賞金だけで生活は成り立つのか…「ゲーム寿命」にも左右される厳しいeスポーツの世界

 浸透しつつある「新しい職業」としての認識。だが、大会で勝つことで得る賞金だけで生活していけるのか。世間一般の最大の関心事でもある。ネモ選手の場合は、所属先の「Team Liquid」から月収が支給され、なおかつ海外大会の渡航費、海外滞在費も別途支給される。「きちんとスポンサーに付いてもらっているので、正直それだけで生活はできます。賞金だけで食っていくとなると、それをできているのは今でも数人ですね。正直、無理だと思っています」。個人で海外遠征費を賄うのは相当難しい。

 プロ選手には、一般向けイベントなどでの解説や出演の仕事もある。ただ、「イベント出演はプラスアルファでお金が来ますけど、本当にスポット。年間でいくらになるのか計算がしづらい。スポンサー収入は月収でもらい、年間でこれだけもらえるという金額があるので安心できます」。安定した生活を保障するには、スポンサーが大きな柱であると言える。

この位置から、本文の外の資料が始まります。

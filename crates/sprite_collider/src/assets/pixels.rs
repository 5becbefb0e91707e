//! Scoped, row-major access to RGBA8 pixel buffers

/// Bytes per RGBA8 pixel
pub const BYTES_PER_PIXEL: usize = 4;

/// A sprite whose pixels can be read for silhouette extraction
pub trait PixelSource {
    /// Width and height in pixels
    fn dimensions(&self) -> (u32, u32);
    
    /// Borrow the raw RGBA8 buffer for the duration of the returned view
    fn pixel_view(&self) -> PixelView<'_>;
}

/// Borrowed RGBA8 buffer with a row-major accessor
///
/// The view does not validate its length; extraction checks
/// [`PixelView::is_consistent`] before reading.
#[derive(Debug, Clone, Copy)]
pub struct PixelView<'a> {
    data: &'a [u8],
    width: u32,
    height: u32,
}

impl<'a> PixelView<'a> {
    /// Wrap a raw RGBA8 buffer
    pub fn new(data: &'a [u8], width: u32, height: u32) -> Self {
        Self { data, width, height }
    }
    
    /// Image width in pixels
    pub fn width(&self) -> u32 {
        self.width
    }
    
    /// Image height in pixels
    pub fn height(&self) -> u32 {
        self.height
    }
    
    /// Number of bytes the dimensions call for
    pub fn expected_len(&self) -> usize {
        self.width as usize * self.height as usize * BYTES_PER_PIXEL
    }
    
    /// Number of bytes actually present
    pub fn len(&self) -> usize {
        self.data.len()
    }
    
    /// True when the buffer holds no bytes
    pub fn is_empty(&self) -> bool {
        self.data.is_empty()
    }
    
    /// True when the buffer length matches the dimensions
    pub fn is_consistent(&self) -> bool {
        self.len() == self.expected_len()
    }
    
    /// Alpha channel of the pixel at (x, y)
    ///
    /// # Panics
    /// Panics when (x, y) is outside the view or the buffer is short.
    pub fn alpha(&self, x: u32, y: u32) -> u8 {
        assert!(x < self.width && y < self.height, "pixel ({x}, {y}) outside {}x{}", self.width, self.height);
        let index = (y as usize * self.width as usize + x as usize) * BYTES_PER_PIXEL;
        self.data[index + 3]
    }
}

impl PixelSource for image::RgbaImage {
    fn dimensions(&self) -> (u32, u32) {
        image::RgbaImage::dimensions(self)
    }
    
    fn pixel_view(&self) -> PixelView<'_> {
        let (width, height) = image::RgbaImage::dimensions(self);
        PixelView::new(self.as_raw(), width, height)
    }
}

 海外では賞金の高額化が顕著だ。米国で今夏、「フォートナイト」の世界大会で当時16歳の選手が優勝し、賞金は約3億円となったことが話題になった。ネモ選手が参戦しているカプコンプロツアーでは、今年の本戦カプコンカップの賞金総額は25万ドル(約2700万円)だという。人気拡大の続く日本にも明るい兆候はある。10年前と比べると賞金面は「ケタがどんどん上がっています。昔なんて本当に賞金3万円のレベルだったので。その日にもらって打ち上げで使って終わりみたいな。今では、個人でも100万円、200万円の大会もある」という。

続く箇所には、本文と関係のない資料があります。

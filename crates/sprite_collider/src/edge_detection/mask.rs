//! Binary opacity grid built from a sprite's alpha channel

use crate::assets::PixelView;
use super::ExtractionError;

/// Row-major grid marking which pixels count as solid
#[derive(Debug, Clone, PartialEq, Eq)]
pub struct OpacityGrid {
    cells: Vec<bool>,
    width: usize,
    height: usize,
}

impl OpacityGrid {
    /// Threshold the alpha channel: a cell is solid iff alpha > `threshold`
    ///
    /// Zero width or height yields an empty grid. Fails when the buffer
    /// length disagrees with the view's dimensions.
    pub fn from_pixels(pixels: &PixelView<'_>, threshold: u8) -> Result<Self, ExtractionError> {
        if !pixels.is_consistent() {
            return Err(ExtractionError::BufferSize {
                expected: pixels.expected_len(),
                actual: pixels.len(),
            });
        }
        
        let (width, height) = (pixels.width(), pixels.height());
        let mut cells = Vec::with_capacity(width as usize * height as usize);
        for y in 0..height {
            for x in 0..width {
                cells.push(pixels.alpha(x, y) > threshold);
            }
        }
        
        Ok(Self {
            cells,
            width: width as usize,
            height: height as usize,
        })
    }
    
    /// Build a grid from a predicate over (x, y)
    pub fn from_fn(width: usize, height: usize, mut solid: impl FnMut(usize, usize) -> bool) -> Self {
        let mut cells = Vec::with_capacity(width * height);
        for y in 0..height {
            for x in 0..width {
                cells.push(solid(x, y));
            }
        }
        
        Self { cells, width, height }
    }
    
    /// Grid width in cells
    pub fn width(&self) -> usize {
        self.width
    }
    
    /// Grid height in cells
    pub fn height(&self) -> usize {
        self.height
    }
    
    /// True when the grid has no cells
    pub fn is_empty(&self) -> bool {
        self.cells.is_empty()
    }
    
    /// Number of solid cells
    pub fn solid_count(&self) -> usize {
        self.cells.iter().filter(|&&cell| cell).count()
    }
    
    /// True if (x, y) is inside the grid
    pub fn contains(&self, x: i32, y: i32) -> bool {
        x >= 0 && y >= 0 && (x as usize) < self.width && (y as usize) < self.height
    }
    
    /// Cell value; anything outside the grid is transparent
    pub fn get(&self, x: i32, y: i32) -> bool {
        self.contains(x, y) && self.cells[y as usize * self.width + x as usize]
    }
}

#[cfg(test)]
mod tests {
    use super::*;
    use image::{Rgba, RgbaImage};
    use crate::assets::PixelSource;

    #[test]
    fn test_threshold_is_strict() {
        let img = RgbaImage::from_fn(3, 1, |x, _| Rgba([0, 0, 0, [0, 1, 128][x as usize]]));
        
        let any_alpha = OpacityGrid::from_pixels(&img.pixel_view(), 0).unwrap();
        assert!(!any_alpha.get(0, 0));
        assert!(any_alpha.get(1, 0));
        assert!(any_alpha.get(2, 0));
        
        let half = OpacityGrid::from_pixels(&img.pixel_view(), 128).unwrap();
        assert_eq!(half.solid_count(), 0);
    }

    #[test]
    fn test_outside_cells_are_transparent() {
        let grid = OpacityGrid::from_fn(2, 2, |_, _| true);
        assert!(grid.get(1, 1));
        assert!(!grid.get(-1, 0));
        assert!(!grid.get(0, -1));
        assert!(!grid.get(2, 0));
        assert!(!grid.get(0, 2));
    }

    #[test]
    fn test_zero_dimension_yields_empty_grid() {
        let img = RgbaImage::new(0, 5);
        let grid = OpacityGrid::from_pixels(&img.pixel_view(), 0).unwrap();
        assert!(grid.is_empty());
        assert_eq!(grid.height(), 5);
        assert!(!grid.get(0, 0));
    }

    #[test]
    fn test_short_buffer_is_an_error() {
        let data = [0u8, 0, 0, 255, 0, 0, 0, 255];
        let view = PixelView::new(&data, 2, 2);
        
        assert!(matches!(
            OpacityGrid::from_pixels(&view, 0),
            Err(ExtractionError::BufferSize { expected: 16, actual: 8 })
        ));
    }
}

 選手寿命も気になるところだ。ゲーム業界の独特な傾向で、重要なポイントがあるという。それは、ゲームタイトルの栄枯盛衰だ。「選手寿命は、ゲームの寿命が来たら終わってしまう可能性があります。ゲーム自体の人気が関わります。以前、自分がすごく好きなゲームがあったんですけど、その新作がこけた。すると、選手たちがプロの世界からいなくなることもありました」。新作が次々と出てくるゲーム界において、「何が当たるかは見えないうえに、強くなるには相当の練習量と時間が必要。自分で見極めるしかない」。人気タイトルで強くなり、常に新しいトレンドに乗っていないと生き残れない。厳しい現実もあるのだ。

大事なのは「好きで続けること」

 ネモ選手は、プロを目指す心構えについて示唆に富んだ意見を示す。「あまり最初から高望みをしなくていい」という考えだ。「自分も最初はスポット的に番組に呼ばれて出演料をもらってというのを繰り返して、それが何年もの蓄積になって今みたいにスポンサーが付いて活動できるようになりました。それに正直、運もある。自分が好きなゲームが爆発的に売れるかなんて正直わからない。その時が来たら自分のスキルを生かして活躍すればいい。最初から『プロゲーマーになる』と決めてやり過ぎすると結局、オーバーワークをしてしまい、体を壊すだけ」と強調する。大事なのは「好きで続けること」。おのずと実力が伴ってくるものだという。

 国内では、eスポーツのプロを目指す若者が着実に増えている。ネモ選手が伝えたいことは、プロになったその先のキャリア形成と人脈の重要性だ。「選手のうちから将来、自分がどういう仕事をしたいのか、常に考えていたほうがいい。そうすると可能性が広がっていく。プロ活動を通して知り合うことができる人はすごく多い。将来、自分に適した仕事を一緒にできるかもしれない企業の方と出会えるチャンスも転がっている。そういうことを普段から考えていないと、チャンスをつぶしてしまう」。険しい道を切り開いてきた経験から来る、重みのある言葉だ。
 
 「世界大会タイトル」を目指し続ける34歳。「プロゲーマーのセカンドキャリア」を模索する人生の大きなテーマも持ち続ける。「プロゲーマーが終わっても、こういう働き方があるんだというモデルケースを示すことができれば、プロゲーマーを目指す人がどんどん増えてくると思うんです。ひとつの道を示したい。それが一番の夢」と力強く語った。

 おわり

 □ネモ(本名・根本直樹)、1985年1月5日、東京都生まれ。世界最大規模のeスポーツチーム「Team Liquid」に所属。大手ゲーム会社「スクウェア・エニックス」の社員とプロゲーマーとの「兼業プロ」として活動している。ゲームタイトルは「ストリートファイターV アーケードエディション」で、使用キャラクターは「ユリアン」を得意とする。理論的でアグレッシブなプレイスタイルを武器に国際大会で活躍し、主な戦績は「Red Bull Kumite 2017 Street Fighter V」(フランス)優勝、「Capcom Cup 2017」(米国)3位、「Headstomper 2019」(スウェーデン)優勝など。